Collected data

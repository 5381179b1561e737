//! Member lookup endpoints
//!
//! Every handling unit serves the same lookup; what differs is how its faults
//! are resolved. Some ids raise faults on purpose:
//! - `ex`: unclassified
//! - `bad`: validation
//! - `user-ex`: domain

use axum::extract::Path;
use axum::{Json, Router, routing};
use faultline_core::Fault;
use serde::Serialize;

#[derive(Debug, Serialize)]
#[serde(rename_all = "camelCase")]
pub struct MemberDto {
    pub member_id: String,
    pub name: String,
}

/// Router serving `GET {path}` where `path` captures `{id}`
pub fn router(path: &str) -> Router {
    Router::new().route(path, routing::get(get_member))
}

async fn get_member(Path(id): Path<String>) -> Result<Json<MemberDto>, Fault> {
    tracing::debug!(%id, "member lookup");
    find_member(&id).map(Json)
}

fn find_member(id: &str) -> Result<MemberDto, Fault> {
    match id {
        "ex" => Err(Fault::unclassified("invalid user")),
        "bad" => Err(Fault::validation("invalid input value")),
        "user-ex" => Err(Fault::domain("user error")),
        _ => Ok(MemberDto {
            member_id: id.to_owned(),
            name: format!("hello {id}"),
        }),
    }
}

EXERCISE AIM
The answer must consist of every line from the data that holds the string "MemberDto".

ANSWER FOR THE TASK
pub struct MemberDto {
async fn get_member(Path(id): Path<String>) -> Result<Json<MemberDto>, Fault> {
fn find_member(id: &str) -> Result<MemberDto, Fault> {
        _ => Ok(MemberDto {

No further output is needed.